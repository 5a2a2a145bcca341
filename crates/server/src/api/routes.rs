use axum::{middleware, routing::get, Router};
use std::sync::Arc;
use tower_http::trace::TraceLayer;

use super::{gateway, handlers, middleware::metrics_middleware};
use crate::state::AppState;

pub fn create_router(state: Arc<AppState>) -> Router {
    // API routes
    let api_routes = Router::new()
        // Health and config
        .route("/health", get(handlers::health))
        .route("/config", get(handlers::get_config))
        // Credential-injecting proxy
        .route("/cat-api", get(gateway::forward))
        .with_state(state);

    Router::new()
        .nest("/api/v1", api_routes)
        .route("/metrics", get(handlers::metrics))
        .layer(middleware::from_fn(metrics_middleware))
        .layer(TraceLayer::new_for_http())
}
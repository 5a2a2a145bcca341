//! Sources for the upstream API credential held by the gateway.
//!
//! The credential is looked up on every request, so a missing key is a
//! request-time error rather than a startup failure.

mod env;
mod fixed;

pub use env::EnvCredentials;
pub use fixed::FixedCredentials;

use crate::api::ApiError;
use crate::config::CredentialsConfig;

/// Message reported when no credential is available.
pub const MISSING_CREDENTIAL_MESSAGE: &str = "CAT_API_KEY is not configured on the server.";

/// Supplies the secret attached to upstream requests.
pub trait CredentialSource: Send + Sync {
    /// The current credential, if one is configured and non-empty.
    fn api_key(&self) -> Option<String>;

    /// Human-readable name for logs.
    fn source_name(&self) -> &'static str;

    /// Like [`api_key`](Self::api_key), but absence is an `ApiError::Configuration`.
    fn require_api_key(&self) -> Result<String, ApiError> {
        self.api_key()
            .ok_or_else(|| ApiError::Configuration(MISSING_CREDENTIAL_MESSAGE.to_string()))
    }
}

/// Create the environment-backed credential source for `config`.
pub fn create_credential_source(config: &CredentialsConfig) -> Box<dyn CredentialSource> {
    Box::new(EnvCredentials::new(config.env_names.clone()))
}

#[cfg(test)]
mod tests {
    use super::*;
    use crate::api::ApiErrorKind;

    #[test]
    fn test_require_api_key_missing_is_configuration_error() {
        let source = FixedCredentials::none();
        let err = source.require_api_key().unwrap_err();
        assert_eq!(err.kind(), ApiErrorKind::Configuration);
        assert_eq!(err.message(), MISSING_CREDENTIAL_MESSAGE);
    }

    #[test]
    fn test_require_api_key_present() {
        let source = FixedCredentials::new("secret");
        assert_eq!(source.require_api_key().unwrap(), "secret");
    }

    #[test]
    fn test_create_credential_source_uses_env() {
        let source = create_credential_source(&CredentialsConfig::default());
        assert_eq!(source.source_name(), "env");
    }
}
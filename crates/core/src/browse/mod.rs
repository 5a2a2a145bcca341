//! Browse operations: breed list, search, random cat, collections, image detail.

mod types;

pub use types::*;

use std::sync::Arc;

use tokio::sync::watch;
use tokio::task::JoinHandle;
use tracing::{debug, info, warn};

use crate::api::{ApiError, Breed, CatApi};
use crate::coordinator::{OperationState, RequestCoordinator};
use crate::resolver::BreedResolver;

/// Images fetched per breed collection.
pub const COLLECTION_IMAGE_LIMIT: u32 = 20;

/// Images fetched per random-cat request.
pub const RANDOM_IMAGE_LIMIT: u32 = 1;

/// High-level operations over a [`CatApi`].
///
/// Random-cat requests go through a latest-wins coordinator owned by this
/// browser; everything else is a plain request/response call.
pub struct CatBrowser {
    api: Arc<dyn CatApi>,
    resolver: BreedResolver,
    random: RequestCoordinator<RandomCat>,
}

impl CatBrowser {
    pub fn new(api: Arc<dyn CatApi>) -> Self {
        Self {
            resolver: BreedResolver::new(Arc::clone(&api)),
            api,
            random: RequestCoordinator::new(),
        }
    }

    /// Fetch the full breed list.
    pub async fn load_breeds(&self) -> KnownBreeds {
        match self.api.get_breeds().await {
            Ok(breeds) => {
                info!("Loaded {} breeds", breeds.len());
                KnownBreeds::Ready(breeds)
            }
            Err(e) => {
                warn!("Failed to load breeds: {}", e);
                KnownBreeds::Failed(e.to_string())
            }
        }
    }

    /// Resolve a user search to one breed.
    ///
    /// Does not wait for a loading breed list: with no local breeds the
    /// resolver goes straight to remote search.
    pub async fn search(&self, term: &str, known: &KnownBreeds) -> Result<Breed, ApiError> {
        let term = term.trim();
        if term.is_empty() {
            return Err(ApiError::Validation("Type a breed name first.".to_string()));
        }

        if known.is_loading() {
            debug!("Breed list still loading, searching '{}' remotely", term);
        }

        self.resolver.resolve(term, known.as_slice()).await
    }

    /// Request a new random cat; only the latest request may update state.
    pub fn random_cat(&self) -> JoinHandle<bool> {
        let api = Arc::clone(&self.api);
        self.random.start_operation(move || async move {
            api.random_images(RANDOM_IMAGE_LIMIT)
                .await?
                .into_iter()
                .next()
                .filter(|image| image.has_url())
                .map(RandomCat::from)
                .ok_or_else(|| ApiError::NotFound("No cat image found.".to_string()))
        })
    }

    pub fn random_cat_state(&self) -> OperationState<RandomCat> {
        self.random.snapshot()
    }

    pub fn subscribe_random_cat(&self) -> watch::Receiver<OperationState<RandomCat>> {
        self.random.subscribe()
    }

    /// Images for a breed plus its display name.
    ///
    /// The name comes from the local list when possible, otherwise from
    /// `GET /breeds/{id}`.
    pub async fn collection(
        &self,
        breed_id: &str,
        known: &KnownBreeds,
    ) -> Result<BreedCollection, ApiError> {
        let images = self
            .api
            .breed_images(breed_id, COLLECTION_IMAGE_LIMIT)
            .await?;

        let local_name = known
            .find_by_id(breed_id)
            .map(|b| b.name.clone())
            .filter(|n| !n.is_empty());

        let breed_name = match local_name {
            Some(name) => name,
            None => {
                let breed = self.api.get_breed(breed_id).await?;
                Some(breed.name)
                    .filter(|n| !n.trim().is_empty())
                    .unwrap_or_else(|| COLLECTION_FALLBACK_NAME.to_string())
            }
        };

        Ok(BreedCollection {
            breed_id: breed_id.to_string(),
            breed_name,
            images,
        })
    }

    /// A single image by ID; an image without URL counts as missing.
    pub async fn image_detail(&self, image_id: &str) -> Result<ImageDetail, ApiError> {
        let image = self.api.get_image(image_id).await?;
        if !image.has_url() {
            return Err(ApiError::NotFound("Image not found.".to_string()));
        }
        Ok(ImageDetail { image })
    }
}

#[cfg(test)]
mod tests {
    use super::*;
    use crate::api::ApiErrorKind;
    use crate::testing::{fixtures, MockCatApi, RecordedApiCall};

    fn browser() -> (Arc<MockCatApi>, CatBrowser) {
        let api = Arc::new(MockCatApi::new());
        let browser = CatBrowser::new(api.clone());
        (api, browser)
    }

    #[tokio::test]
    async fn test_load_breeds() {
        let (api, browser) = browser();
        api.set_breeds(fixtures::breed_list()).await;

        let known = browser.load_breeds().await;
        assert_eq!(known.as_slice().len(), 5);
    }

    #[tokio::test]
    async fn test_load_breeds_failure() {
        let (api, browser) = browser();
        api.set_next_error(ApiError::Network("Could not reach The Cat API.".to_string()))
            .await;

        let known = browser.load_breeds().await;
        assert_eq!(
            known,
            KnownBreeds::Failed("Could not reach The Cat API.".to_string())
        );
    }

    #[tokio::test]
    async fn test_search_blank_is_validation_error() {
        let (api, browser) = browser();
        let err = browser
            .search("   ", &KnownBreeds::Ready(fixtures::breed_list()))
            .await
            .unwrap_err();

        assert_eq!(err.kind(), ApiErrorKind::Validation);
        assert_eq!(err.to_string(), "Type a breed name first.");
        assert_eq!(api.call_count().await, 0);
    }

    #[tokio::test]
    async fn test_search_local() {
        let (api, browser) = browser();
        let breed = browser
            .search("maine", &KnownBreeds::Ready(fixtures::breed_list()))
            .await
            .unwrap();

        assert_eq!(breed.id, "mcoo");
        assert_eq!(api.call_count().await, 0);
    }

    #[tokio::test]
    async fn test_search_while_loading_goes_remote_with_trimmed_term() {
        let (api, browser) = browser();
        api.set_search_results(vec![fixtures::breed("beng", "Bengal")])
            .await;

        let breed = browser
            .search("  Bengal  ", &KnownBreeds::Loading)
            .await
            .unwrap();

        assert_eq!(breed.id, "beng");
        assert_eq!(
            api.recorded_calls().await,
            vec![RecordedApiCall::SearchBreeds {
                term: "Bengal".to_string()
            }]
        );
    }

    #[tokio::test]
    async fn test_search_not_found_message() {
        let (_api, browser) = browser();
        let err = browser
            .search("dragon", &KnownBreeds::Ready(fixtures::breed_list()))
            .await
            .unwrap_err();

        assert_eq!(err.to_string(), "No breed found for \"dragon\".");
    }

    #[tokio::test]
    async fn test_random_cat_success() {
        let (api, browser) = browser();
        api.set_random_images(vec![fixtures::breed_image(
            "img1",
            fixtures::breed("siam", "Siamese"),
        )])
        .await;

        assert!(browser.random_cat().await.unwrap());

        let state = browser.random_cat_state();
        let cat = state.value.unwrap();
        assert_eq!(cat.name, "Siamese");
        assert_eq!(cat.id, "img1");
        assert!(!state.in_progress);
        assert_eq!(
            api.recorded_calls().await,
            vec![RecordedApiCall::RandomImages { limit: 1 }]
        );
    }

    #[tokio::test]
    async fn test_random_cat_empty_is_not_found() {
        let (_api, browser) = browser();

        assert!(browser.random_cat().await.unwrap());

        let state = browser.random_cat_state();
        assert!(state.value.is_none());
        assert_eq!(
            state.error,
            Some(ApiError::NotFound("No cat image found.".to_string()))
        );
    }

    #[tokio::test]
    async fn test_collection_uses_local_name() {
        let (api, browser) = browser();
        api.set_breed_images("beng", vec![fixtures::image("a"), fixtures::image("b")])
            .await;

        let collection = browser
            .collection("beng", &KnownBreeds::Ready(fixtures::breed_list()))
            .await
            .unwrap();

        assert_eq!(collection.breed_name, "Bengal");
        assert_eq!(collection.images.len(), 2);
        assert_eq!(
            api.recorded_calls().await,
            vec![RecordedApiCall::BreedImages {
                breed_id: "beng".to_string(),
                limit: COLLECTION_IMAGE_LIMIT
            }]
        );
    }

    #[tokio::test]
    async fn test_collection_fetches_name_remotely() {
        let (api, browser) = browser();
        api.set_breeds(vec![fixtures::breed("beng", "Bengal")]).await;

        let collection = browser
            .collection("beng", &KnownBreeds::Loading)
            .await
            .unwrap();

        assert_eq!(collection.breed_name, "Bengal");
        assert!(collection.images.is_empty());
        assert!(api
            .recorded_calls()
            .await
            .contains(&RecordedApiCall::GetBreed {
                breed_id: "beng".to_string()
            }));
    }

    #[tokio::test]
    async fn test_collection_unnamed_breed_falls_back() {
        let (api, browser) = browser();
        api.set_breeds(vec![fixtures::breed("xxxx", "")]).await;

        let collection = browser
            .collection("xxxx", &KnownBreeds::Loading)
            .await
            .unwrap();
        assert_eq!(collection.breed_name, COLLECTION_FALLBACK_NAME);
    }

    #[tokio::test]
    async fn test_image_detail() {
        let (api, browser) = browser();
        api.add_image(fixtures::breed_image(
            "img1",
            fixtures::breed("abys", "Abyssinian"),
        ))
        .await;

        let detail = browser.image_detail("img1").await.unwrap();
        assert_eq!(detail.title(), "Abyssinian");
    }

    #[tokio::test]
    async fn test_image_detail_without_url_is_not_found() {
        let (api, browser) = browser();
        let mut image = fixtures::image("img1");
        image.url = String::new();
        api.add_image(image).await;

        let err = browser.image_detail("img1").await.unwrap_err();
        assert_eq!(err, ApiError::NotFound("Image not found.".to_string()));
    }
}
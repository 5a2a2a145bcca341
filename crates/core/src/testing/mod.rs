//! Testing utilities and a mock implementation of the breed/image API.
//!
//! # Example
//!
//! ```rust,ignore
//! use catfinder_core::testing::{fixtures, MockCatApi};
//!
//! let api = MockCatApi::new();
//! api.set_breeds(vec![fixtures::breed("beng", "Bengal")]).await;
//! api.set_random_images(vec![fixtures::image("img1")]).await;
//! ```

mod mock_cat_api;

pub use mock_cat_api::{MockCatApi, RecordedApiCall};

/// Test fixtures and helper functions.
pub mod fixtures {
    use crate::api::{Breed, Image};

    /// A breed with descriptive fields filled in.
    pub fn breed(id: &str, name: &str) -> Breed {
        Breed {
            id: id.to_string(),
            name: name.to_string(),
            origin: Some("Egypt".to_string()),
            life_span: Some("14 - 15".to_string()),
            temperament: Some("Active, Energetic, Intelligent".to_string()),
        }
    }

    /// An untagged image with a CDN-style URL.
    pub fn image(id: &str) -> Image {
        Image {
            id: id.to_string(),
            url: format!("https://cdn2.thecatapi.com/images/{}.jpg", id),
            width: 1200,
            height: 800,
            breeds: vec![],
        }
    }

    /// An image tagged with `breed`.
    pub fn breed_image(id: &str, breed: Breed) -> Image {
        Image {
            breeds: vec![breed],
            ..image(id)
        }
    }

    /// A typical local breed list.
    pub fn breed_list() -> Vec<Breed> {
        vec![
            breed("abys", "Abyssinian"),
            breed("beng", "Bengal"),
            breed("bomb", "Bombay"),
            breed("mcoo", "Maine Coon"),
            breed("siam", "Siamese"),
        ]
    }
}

- Problem: Write out every line from the entries where "ApiErrorKind" appears.

- Response below:
    use crate::api::ApiErrorKind;
        assert_eq!(err.kind(), ApiErrorKind::Configuration);
    use crate::api::ApiErrorKind;
        assert_eq!(err.kind(), ApiErrorKind::Validation);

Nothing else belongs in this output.